Several years ago, I overheard my young daughter’s Barbie dolls having the following conversation:
Barbie 1: ”What are you doing today?”
Barbie 2: “I’m going to a boring meeting.”
It was a salutary moment for me as I realised I had used that exact phrase – “I’m going to a boring meeting”– to describe a lot of my church activities to my young daughter. In my defence, I often phrased it this way to discourage my daughter wanting to come with me to meetings well-past her bedtime.
If you are active in the life of the Uniting Church you’ve probably been to a meeting or two. You’ve probably also been to a couple of boring meetings.
Hopefully you’ve also been to many life-giving, faith-growing, gospel-focused meetings.

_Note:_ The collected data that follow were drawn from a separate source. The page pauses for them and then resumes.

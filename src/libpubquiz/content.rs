use std::fmt;
use std::path::{Path, PathBuf};

/// Text of a question, answer or slide override.
///
/// A value that names an existing file when the quiz is loaded becomes a
/// [`Content::File`] and is rendered as an `\input{...}` directive, so the
/// file gets embedded by LaTeX. Anything else is kept as literal text.
#[derive(Debug, Clone, PartialEq)]
pub enum Content {
    Text(String),
    File(PathBuf),
}

impl Content {
    pub fn resolve(raw: String) -> Content {
        if !raw.is_empty() && Path::new(&raw).exists() {
            Content::File(PathBuf::from(raw))
        } else {
            Content::Text(raw)
        }
    }

    pub fn is_file(&self) -> bool {
        matches!(self, Content::File(_))
    }

    /// Joins a relative file reference onto `base`. Text is left alone.
    pub fn anchor(&mut self, base: &Path) {
        if let Content::File(path) = self {
            if path.is_relative() {
                *path = base.join(&*path);
            }
        }
    }
}

impl fmt::Display for Content {
    fn fmt(&self, f: &mut fmt::Formatter<'_>) -> fmt::Result {
        match self {
            Content::Text(text) => f.write_str(text),
            Content::File(path) => write!(f, "\\input{{{}}}", path.display()),
        }
    }
}

#[cfg(test)]
mod tests {
    use super::*;
    use std::io::Write;

    #[test]
    fn existing_path_becomes_file() {
        let mut file = tempfile::NamedTempFile::new().unwrap();
        writeln!(file, "What is the capital of Peru?").unwrap();
        let path = file.path().to_str().unwrap().to_string();

        let content = Content::resolve(path.clone());
        assert!(content.is_file());
        assert_eq!(content.to_string(), format!("\\input{{{}}}", path));
    }

    #[test]
    fn dangling_path_stays_text() {
        let content = Content::resolve("no/such/file.tex".to_string());
        assert_eq!(content, Content::Text("no/such/file.tex".to_string()));
        assert_eq!(content.to_string(), "no/such/file.tex");
    }

    #[test]
    fn anchor_only_moves_relative_files() {
        let mut relative = Content::File(PathBuf::from("rounds/music.tex"));
        relative.anchor(Path::new("/srv/quiz"));
        assert_eq!(relative, Content::File(PathBuf::from("/srv/quiz/rounds/music.tex")));

        let mut absolute = Content::File(PathBuf::from("/tmp/music.tex"));
        absolute.anchor(Path::new("/srv/quiz"));
        assert_eq!(absolute, Content::File(PathBuf::from("/tmp/music.tex")));

        let mut text = Content::Text("rounds/music.tex".to_string());
        text.anchor(Path::new("/srv/quiz"));
        assert_eq!(text, Content::Text("rounds/music.tex".to_string()));
    }

    #[test]
    fn empty_string_is_text() {
        assert!(!Content::resolve(String::new()).is_file());
    }
}
pub mod libpubquiz;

I’m sorry I gave my daughter the message that meetings were boring because I think meetings, when purposeful and well-run, are an important part of the life of the church.
Why do I say this?
Meetings are one key way we gather as a community of discernment. As Christians we meet to seek the will of God for our community and in our engagement with the world.
God is known in the concrete, physical realities of our lives. We know God through the decisions we make, how we make them and what they lead to. Our discipleship is not an abstract concept, it is real actions and ways of being in the world.
We meet because we believe most decisions that relate to the life of a faith community are best made together, through prayer, discussion, debate and decision. It is by meeting to listen, to pray and to reflect that we will be wiser. We hear more diverse ways of understanding God’s presence together.
What are some of the things that can help us do the work of discernment in meetings?
As a community of discernment, we should seek to reflect on Scripture together. We should be willing to listen carefully, to hear from contemporary scholarship and ask how Scripture is addressing us and our context.
Prayer is important to begin a meeting, but it should not start and end there.
As we prepare for a meeting each member can pray for those connected to discussions and decisions. Prayer should then weave its way through the meeting with pauses to pray anew.
As the meeting ends we give thanks and commit the next steps to God. We pray to open ourselves to God, and God’s desire for the world.
As we get to know the people we meet with, we are often better able to appreciate their point of view, the circumstances that have shaped their worldview, the joys and challenges of their daily life that impact on their behaviour in meetings.
The need to know each other and be a community of prayer and reflection is why the Manual for Meetings advises devoting generous amounts of time to worship and community building.
Discernment is helped when we are active, generous and curious listeners.
This means we listen carefully, fully present, paying attention to the speaker, listening to the silences. We are generous and curious about why people say what they say, especially when we disagree with the speaker.
When we listen with curiosity we ask questions about how and why people hold a particular point of view rather than rushing to judge their understanding.
When we speak in meetings we should aim for speech that is on topic, truthful and generous, particularly towards those who don’t agree with us.
There will often be voices missing from a meeting that are vital to the discussion or decision. Discernment can be aided by noticing those absent voices and finding ways to hear from them.
Finally, it is crucial in discernment to trust that the Holy Spirit is present, seeking to guide us and open up to us God’s strange ways in the world.
Meeting together as Christians to discern God’s will requires us to be active listens for the Spirit and willing followers of the Spirit’s leading.